Women physicians were more likely to cut their hours or work from home, and suffered more career setbacks during the pandemic, according to a 2021 study by Jama Network Open. Grande said some of her colleagues at the Healthcare Businesswomen’s Association shared such stories.

“In the pandemic, the women ended up stepping out of their roles and out of their positions and quitting their jobs to be home to be there, for the children,” Grande says. “And so their career had to be derailed a little bit.”

Many women also face the challenge of being part of the “sandwich generation,” where they are simultaneously raising children and taking care of aging parents.

“Careers can be derailed because of additional choices that women make,” she says. “And that shouldn't be the case.”

Through enormous effort, some women have managed those family responsibilities and earned significant leadership roles, Grande says. But it’s a difficult road.

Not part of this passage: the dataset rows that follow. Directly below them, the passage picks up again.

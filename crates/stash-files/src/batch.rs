//! Parallel upload dispatcher
//!
//! Fans a multi-file upload out to concurrent per-file attempts and
//! makes partial failure explicit. A batch is all-or-nothing from the
//! caller's point of view: blobs are written concurrently first, and
//! metadata is recorded only once every blob landed, so a blob-write
//! failure anywhere leaves no metadata behind. Failures are collected
//! per file and reported together, never swallowed.

use futures::future::join_all;
use serde::Serialize;
use tokio_util::sync::CancellationToken;
use tracing::{error, info};

use crate::error::FileError;
use crate::identity::{FixedIdentity, IdentityContext};
use crate::service::{FileService, NewUpload, UploadedFile};

/// One failed file within a batch upload
#[derive(Debug, Clone, Serialize)]
pub struct BatchItemFailure {
    pub file_name: String,
    pub error: String,
}

/// A blob written in phase one, awaiting its metadata record
struct StagedBlob<'a> {
    upload: &'a NewUpload,
    key: String,
    url: String,
}

impl FileService {
    /// Upload N files as one atomic batch.
    ///
    /// Each file's blob write runs concurrently and independently; one
    /// file failing does not abort the others mid-flight. If any file
    /// failed, the blobs that did land are deleted again and the whole
    /// batch fails with the per-file errors enumerated.
    pub async fn upload_batch(
        &self,
        identity: &dyn IdentityContext,
        uploads: Vec<NewUpload>,
        cancel: &CancellationToken,
    ) -> Result<Vec<UploadedFile>, FileError> {
        let owner_id = identity.current_owner_id().await?;

        if uploads.is_empty() {
            return Ok(Vec::new());
        }
        if cancel.is_cancelled() {
            return Err(FileError::Cancelled);
        }

        // Phase one: every blob, concurrently. Metadata stays
        // untouched until all of them landed.
        let results = join_all(uploads.iter().map(|upload| async move {
            self.check_size(upload)?;
            let key = self.storage_key(&upload.content_type, &upload.file_name);
            let url = self.store_blob(&key, upload).await?;
            Ok::<_, FileError>(StagedBlob { upload, key, url })
        }))
        .await;

        let mut staged = Vec::new();
        let mut failures = Vec::new();
        for (upload, result) in uploads.iter().zip(results) {
            match result {
                Ok(blob) => staged.push(blob),
                Err(err) => failures.push(BatchItemFailure {
                    file_name: upload.file_name.clone(),
                    error: err.to_string(),
                }),
            }
        }

        if !failures.is_empty() {
            self.scrub_staged_blobs(&staged, &mut failures).await;
            error!(
                "Batch upload failed for {} of {} file(s)",
                failures.len(),
                uploads.len()
            );
            return Err(FileError::BatchFailed { failures });
        }

        if cancel.is_cancelled() {
            // Cancellation is not a license to leak the staged blobs
            self.scrub_staged_blobs(&staged, &mut failures).await;
            if failures.is_empty() {
                return Err(FileError::Cancelled);
            }
            return Err(FileError::BatchFailed { failures });
        }

        // Phase two: metadata records, one quick transaction per file.
        // Sequential so failure handling stays deterministic.
        let mut recorded: Vec<UploadedFile> = Vec::new();
        let mut phase_two_failure: Option<(usize, FileError)> = None;
        for (idx, blob) in staged.iter().enumerate() {
            match self
                .record_metadata(owner_id, &blob.key, &blob.url, blob.upload)
                .await
            {
                Ok(record) => recorded.push(UploadedFile {
                    id: record.id,
                    storage_key: blob.key.clone(),
                    url: blob.url.clone(),
                }),
                Err(err) => {
                    phase_two_failure = Some((idx, err));
                    break;
                }
            }
        }

        if let Some((idx, err)) = phase_two_failure {
            let failed = &staged[idx];
            // The failed file's own blob, via the ordinary compensation
            let err = self.remove_blob_or_orphan(&failed.key, err).await;
            failures.push(BatchItemFailure {
                file_name: failed.upload.file_name.clone(),
                error: err.to_string(),
            });

            // Blobs past the failure point have no metadata yet
            self.scrub_staged_blobs(&staged[idx + 1..], &mut failures).await;

            // Committed siblings roll back through the tombstone path
            for (blob, done) in staged.iter().zip(&recorded) {
                if let Err(revert_err) = self
                    .delete(&FixedIdentity(owner_id), &done.storage_key, &CancellationToken::new())
                    .await
                {
                    error!(
                        "Failed to revert committed upload at {}: {}",
                        done.storage_key, revert_err
                    );
                    failures.push(BatchItemFailure {
                        file_name: blob.upload.file_name.clone(),
                        error: revert_err.to_string(),
                    });
                }
            }

            return Err(FileError::BatchFailed { failures });
        }

        info!(
            "Batch upload committed {} file(s) for owner {}",
            recorded.len(),
            owner_id
        );
        Ok(recorded)
    }

    /// Delete blobs that were staged but never recorded. A blob that
    /// cannot be deleted is reported as orphaned alongside the batch
    /// failures.
    async fn scrub_staged_blobs(
        &self,
        staged: &[StagedBlob<'_>],
        failures: &mut Vec<BatchItemFailure>,
    ) {
        for blob in staged {
            if let Err(err) = self.store.delete(&blob.key).await {
                let orphan = FileError::OrphanedBlob {
                    key: blob.key.clone(),
                    cause: err.to_string(),
                };
                error!("{}", orphan);
                failures.push(BatchItemFailure {
                    file_name: blob.upload.file_name.clone(),
                    error: orphan.to_string(),
                });
            }
        }
    }
}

“It does not come easy,” she says. “Tenacity, resilience, there's a whole host of assets that women need to bring to the game that are far different than men to the same game.”

Healthcare organizations can help retain talented women by offering more flexible scheduling options, Grande says. Some organizations are having women essentially share jobs, enabling some women to keep working part-time rather than having to step away entirely.

Going for bigger roles

Some women shy away from pursuing promotions into leadership roles because they worry that they aren’t ready, even if they may be well qualified, female healthcare leaders say.

Women sometimes hesitate to go for positions because they may lack one or two qualities that are being sought for the role, and begin to second-guess themselves, Grande says. She says men typically don’t think that way. Men will go for those posts, even if they have just a few of the qualities for the job and are lacking most of the desired attributes.

“This is my perspective, that women climbing the corporate ladder, we all want to be perfect,” Grande says. “We all want to be able to be the best we can be in all aspects.”

When women choose not to go for those jobs because they’re missing a couple desired attributes, Grande says it’s not always a lack of belief in themselves.

“That doesn't have to do with confidence,” she says. “It's more about honesty, integrity and wanting to meet all the requirements for this job.”

Grande offers some advice for women who are interested in pursuing leadership positions.

“More than anything, be bold,” Grande says. “Be confident and recognize the gifts and talents you have to step into those leadership roles. Let's lean into those opportunities and lean into who you are. Don't be dissuaded.”

Women should look at some roles that involve finances and managing budgets, because they can be important skills sought in CEOs and other top leadership posts. Grande also recalls the advice of an early mentor, who said, “If you can write well, you can have any job in the world.”

“It's about articulating and communicating effectively,” she says. “So that is really important.”

She also stresses the importance of networking, which she says can be a little more challenging for women, since men hold so many of the C-suite jobs.

“Do your homework and think about who you know that could actually put in a good word for you,” Grande says. “Network like hell.”

“There’s a lot of women's groups that really help and offer a place and a space of camaraderie,” she adds. “And yet you also have to network with men's groups as well, and go to the places where men are also meeting, so that you can go up and be a part of that. Just get to know the people that are in positions of power, that can open up doors for you.”

Grande points to opportunities in preventive medicine, which she says offers the chance to make a tangible difference in public health while still allowing some work-life balance.

“They have an opportunity to step into a number of different careers that truly focus on improving population health and outcomes,” Grande says.

“It's very encouraging that there are so many women that are choosing preventive medicine because they can have that duality of career, they can have kids and they can actually have a career as well.”